What’s New for 2024?
Mitsubishi doesn’t throw any remarkable updates or changes at the Outlander for 2024. Rumors about a possible 286-hp Ralliart performance version of the Outlander PHEV could make for quite the spicy option, although we wouldn’t expect such an edition to be available until 2024.
Pricing and Which One to Buy
The Outlander’s starting price puts it at the more expensive side of the compact crossover segment. Despite a variety of desirable features, the top SEL trim has questionable value since it costs about as much as a top-of-the-line Mazda CX-5, which has won our 10Best award multiple times. So, we’d recommend the mid-level SEL model. It comes with intricate 20-inch wheels, a 9.0-inch touchscreen with Android Auto and wireless Apple CarPlay, a hands-free power liftgate, wireless charging, and driver assists such as adaptive cruise and lane-keeping assist. We’d also select the Tech package that adds a 12.3-inch digital gauge cluster, a Bose audio system, and a panoramic sunroof.

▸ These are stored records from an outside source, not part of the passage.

//! PostgreSQL drink repository.
//!
//! All queries use parameterized statements. Recipes are stored as JSONB.

use crate::models::{Drink, DrinkUpdate, Ingredient, NewDrink};
use crate::observability::metrics::record_db_query;
use crate::repositories::{DrinkRepository, RepositoryError};
use async_trait::async_trait;
use sqlx::types::Json;
use sqlx::{PgPool, Row};
use std::time::Instant;
use tracing::instrument;

/// Drink repository backed by the `drinks` table.
#[derive(Clone)]
pub struct PgDrinkRepository {
    pool: PgPool,
}

impl PgDrinkRepository {
    pub fn new(pool: PgPool) -> Self {
        Self { pool }
    }
}

/// Finish a timed query: record the outcome and map driver errors.
fn finish<T>(
    operation: &str,
    start: Instant,
    result: Result<T, sqlx::Error>,
) -> Result<T, sqlx::Error> {
    let status = if result.is_ok() { "success" } else { "error" };
    record_db_query(operation, status, start.elapsed());
    result
}

fn database_error(e: &sqlx::Error) -> RepositoryError {
    RepositoryError::Database(e.to_string())
}

fn is_unique_violation(e: &sqlx::Error) -> bool {
    e.as_database_error()
        .is_some_and(|db_error| db_error.is_unique_violation())
}

fn map_row_to_drink(row: &sqlx::postgres::PgRow) -> Result<Drink, RepositoryError> {
    let recipe: Json<Vec<Ingredient>> = row.try_get("recipe").map_err(|e| database_error(&e))?;
    Ok(Drink {
        id: row.try_get("id").map_err(|e| database_error(&e))?,
        title: row.try_get("title").map_err(|e| database_error(&e))?,
        recipe: recipe.0,
    })
}

#[async_trait]
impl DrinkRepository for PgDrinkRepository {
    #[instrument(skip_all, name = "drinks.repo.list")]
    async fn list(&self) -> Result<Vec<Drink>, RepositoryError> {
        let start = Instant::now();
        let rows = finish(
            "list_drinks",
            start,
            sqlx::query("SELECT id, title, recipe FROM drinks ORDER BY id")
                .fetch_all(&self.pool)
                .await,
        )
        .map_err(|e| database_error(&e))?;

        rows.iter().map(map_row_to_drink).collect()
    }

    #[instrument(skip_all, name = "drinks.repo.get", fields(id = id))]
    async fn get(&self, id: i32) -> Result<Drink, RepositoryError> {
        let start = Instant::now();
        let row = finish(
            "get_drink",
            start,
            sqlx::query("SELECT id, title, recipe FROM drinks WHERE id = $1")
                .bind(id)
                .fetch_optional(&self.pool)
                .await,
        )
        .map_err(|e| database_error(&e))?;

        match row {
            Some(row) => map_row_to_drink(&row),
            None => Err(RepositoryError::NotFound(id)),
        }
    }

    #[instrument(skip_all, name = "drinks.repo.insert")]
    async fn insert(&self, drink: NewDrink) -> Result<Drink, RepositoryError> {
        let start = Instant::now();
        let row = finish(
            "insert_drink",
            start,
            sqlx::query(
                r#"
                INSERT INTO drinks (title, recipe)
                VALUES ($1, $2)
                RETURNING id, title, recipe
                "#,
            )
            .bind(&drink.title)
            .bind(Json(&drink.recipe))
            .fetch_one(&self.pool)
            .await,
        )
        .map_err(|e| {
            if is_unique_violation(&e) {
                RepositoryError::DuplicateTitle(drink.title.clone())
            } else {
                database_error(&e)
            }
        })?;

        map_row_to_drink(&row)
    }

    #[instrument(skip_all, name = "drinks.repo.update", fields(id = id))]
    async fn update(&self, id: i32, update: DrinkUpdate) -> Result<Drink, RepositoryError> {
        let start = Instant::now();
        let row = finish(
            "update_drink",
            start,
            sqlx::query(
                r#"
                UPDATE drinks
                SET title = COALESCE($2, title),
                    recipe = COALESCE($3, recipe)
                WHERE id = $1
                RETURNING id, title, recipe
                "#,
            )
            .bind(id)
            .bind(update.title.as_deref())
            .bind(update.recipe.as_ref().map(Json))
            .fetch_optional(&self.pool)
            .await,
        )
        .map_err(|e| {
            if is_unique_violation(&e) {
                RepositoryError::DuplicateTitle(update.title.clone().unwrap_or_default())
            } else {
                database_error(&e)
            }
        })?;

        match row {
            Some(row) => map_row_to_drink(&row),
            None => Err(RepositoryError::NotFound(id)),
        }
    }

    #[instrument(skip_all, name = "drinks.repo.delete", fields(id = id))]
    async fn delete(&self, id: i32) -> Result<(), RepositoryError> {
        let start = Instant::now();
        let result = finish(
            "delete_drink",
            start,
            sqlx::query("DELETE FROM drinks WHERE id = $1")
                .bind(id)
                .execute(&self.pool)
                .await,
        )
        .map_err(|e| database_error(&e))?;

        if result.rows_affected() == 0 {
            return Err(RepositoryError::NotFound(id));
        }
        Ok(())
    }
}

Engine, Transmission, and Performance
The Outlander’s standard engine is a 2.5-liter inline-four-cylinder engine that makes 181 horsepower and 181 pound-feet of torque. It pairs exclusively with a continuously variable automatic transmission (CVT). Front-wheel drive is the standard configuration, but all-wheel drive is optional. Although the Outlander’s acceleration times are competitive with other compact crossovers (excluding speedsters such as the turbocharged CX-5 and Kia Sportage), it feels less responsive and lazier at highway speeds, which is exacerbated by its gearless CVT. Otherwise, the Outlander drives with agility and composure. Its steering is nicely weighted, its body motions are controlled, and its ride is taut. We did notice a lack of isolation that allowed a lot of road noise to enter the cabin on all but the smoothest roads, and our test vehicle’s large 20-inch wheels with limited sidewall cushioning didn’t help the situation. The Outlander we drove also had a soft-feeling brake pedal, but the stoppers hauled the SUV down from 70 mph in a class-competitive 172 feet. The plug-in hybrid model is more powerful and we estimate it will deliver slightly brisker acceleration. The 2.4-liter four-cylinder is assisted by a pair of electric motors for a combined 248 horsepower and in our first test drive, we noted that the Outlander PHEV felt perkier, especially in urban driving.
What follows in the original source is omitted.